Blackberry jam from wild berries has a flavor that is so much more satisfying than commercially made jam. And, making jam is fairly easy to do once you get past the stigma that it is labor intensive. All it really takes is a bit of patience. 

Pectin or not?

Blackberries have plenty of naturally occurring pectin (so do currants, raspberries and apricots) so you don’t have to add commercial pectin to make your jam jell. In general, jams and jellies made with commercial pectin are more foolproof, but they also require more sugar. 

To seed or not to seed

Wild blackberries can be somewhat seedy, so your jam will be more palatable if you remove some seeds. No, you don’t have to pick them out. If you cook down your berries until they are soft and then run through a food mill, you will remove about half the seeds. If you really want a seedless jam, you’ll need to push the pulp through cheesecloth and you will lose a good bit of pulp in the process. 

Blackberry Jam

8 cups blackberries

4 cups sugar

½ c. water

Place the berries in a large pot and cook over medium-low heat about 20 minutes until the berries are very soft. You can mash them up a bit to help them release their juice. 

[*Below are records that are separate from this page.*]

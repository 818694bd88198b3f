use crate::{
    server::{
        Result, ServerError, ServerRouter,
        auth::AuthenticatedUser,
        extract::{Json, PostForm, Query},
    },
    service::posts::{CreatePost, FeedQuery, PostService, UpdatePost},
};
use axum::{
    extract::{DefaultBodyLimit, State},
    http::StatusCode,
};
use axum_extra::routing::{RouterExt, TypedPath};
use hobbyshare_common::{
    model::{
        Id,
        post::{PostContent, PostMarker, PostView},
    },
    util::PageSize,
};
use hobbyshare_db::client::DbClient;
use serde::{Deserialize, Serialize};

/// Upper bound for a whole multipart post body.
const MAX_POST_BODY_BYTES: usize = 32 * 1024 * 1024;

pub fn routes() -> ServerRouter {
    ServerRouter::new()
        .typed_get(get_posts)
        .typed_post(create_post)
        .typed_get(get_post)
        .typed_put(update_post)
        .typed_delete(delete_post)
        .layer(DefaultBodyLimit::max(MAX_POST_BODY_BYTES))
}

type Posts = PostService<DbClient>;

#[derive(TypedPath, Deserialize)]
#[typed_path("/posts", rejection(ServerError))]
struct PostsPath();

#[derive(TypedPath, Deserialize)]
#[typed_path("/posts/{id}", rejection(ServerError))]
struct PostPath {
    id: Id<PostMarker>,
}

#[derive(Deserialize)]
struct FeedParams {
    #[serde(default)]
    tag_filter: bool,
    last_post_id: Option<Id<PostMarker>>,
    page_size: Option<u32>,
}

async fn get_posts(
    PostsPath(): PostsPath,
    user: AuthenticatedUser,
    State(posts): State<Posts>,
    Query(params): Query<FeedParams>,
) -> Result<Json<Vec<PostView>>> {
    let page_size = params
        .page_size
        .map(PageSize::try_from)
        .transpose()?
        .unwrap_or_default();

    let feed = posts
        .find_posts_infinite_scroll(
            user.user_id(),
            FeedQuery {
                filter_by_tags: params.tag_filter,
                last_post_id: params.last_post_id,
                page_size,
            },
        )
        .await?;

    Ok(Json(feed))
}

async fn get_post(
    PostPath { id }: PostPath,
    _: AuthenticatedUser,
    State(posts): State<Posts>,
) -> Result<Json<PostView>> {
    Ok(Json(posts.find_post(id).await?))
}

#[derive(Deserialize)]
struct CreatePostRequest {
    title: String,
    content: String,
    #[serde(default)]
    hobby_tag_names: Vec<String>,
}

#[derive(Copy, Clone, Debug, Serialize)]
struct CreatedPost {
    id: Id<PostMarker>,
}

async fn create_post(
    PostsPath(): PostsPath,
    user: AuthenticatedUser,
    State(posts): State<Posts>,
    form: PostForm<CreatePostRequest>,
) -> Result<(StatusCode, Json<CreatedPost>)> {
    let PostForm { request, images } = form;

    let id = posts
        .create(
            user.user_id(),
            CreatePost {
                content: PostContent::new(request.title, request.content)?,
                hobby_tag_names: request.hobby_tag_names,
                images,
            },
        )
        .await?;

    Ok((StatusCode::CREATED, Json(CreatedPost { id })))
}

#[derive(Deserialize)]
struct UpdatePostRequest {
    title: String,
    content: String,
    #[serde(default)]
    deleted_image_urls: Vec<String>,
    #[serde(default)]
    hobby_tag_names: Vec<String>,
}

async fn update_post(
    PostPath { id }: PostPath,
    user: AuthenticatedUser,
    State(posts): State<Posts>,
    form: PostForm<UpdatePostRequest>,
) -> Result<StatusCode> {
    let PostForm { request, images } = form;

    posts
        .update(
            user.user_id(),
            id,
            UpdatePost {
                content: PostContent::new(request.title, request.content)?,
                deleted_image_urls: request.deleted_image_urls,
                hobby_tag_names: request.hobby_tag_names,
                images,
            },
        )
        .await?;

    Ok(StatusCode::NO_CONTENT)
}

async fn delete_post(
    PostPath { id }: PostPath,
    user: AuthenticatedUser,
    State(posts): State<Posts>,
) -> Result<StatusCode> {
    posts.delete(user.user_id(), id).await?;

    Ok(StatusCode::NO_CONTENT)
}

Run the berries through a food mill. Measure your pulp, return to the kettle and add the same amount of sugar. Put a ceramic saucer in the freezer (I’ll explain in a minute). Stir and cook over medium heat until the jam thickens. To test for thickening, take a spoonful and drip it onto your frozen saucer. This cools the jam very quickly and you can tell how thick it will be when finished. When it doesn’t run when you tip the saucer, it’s ready. 

Take the jam off the heat, skim off any foam (I like to save this in a jar for my toast – tastes just as good as the jam, just not as pretty). Ladle into clean, sterilized jars leaving about half an inch of headroom. Seal with hot flats and bands and put in a boiling water bath for 10 minutes. Remove to a cutting board to cool. And get an immense amount of satisfaction as you hear the pings of your sealing jars.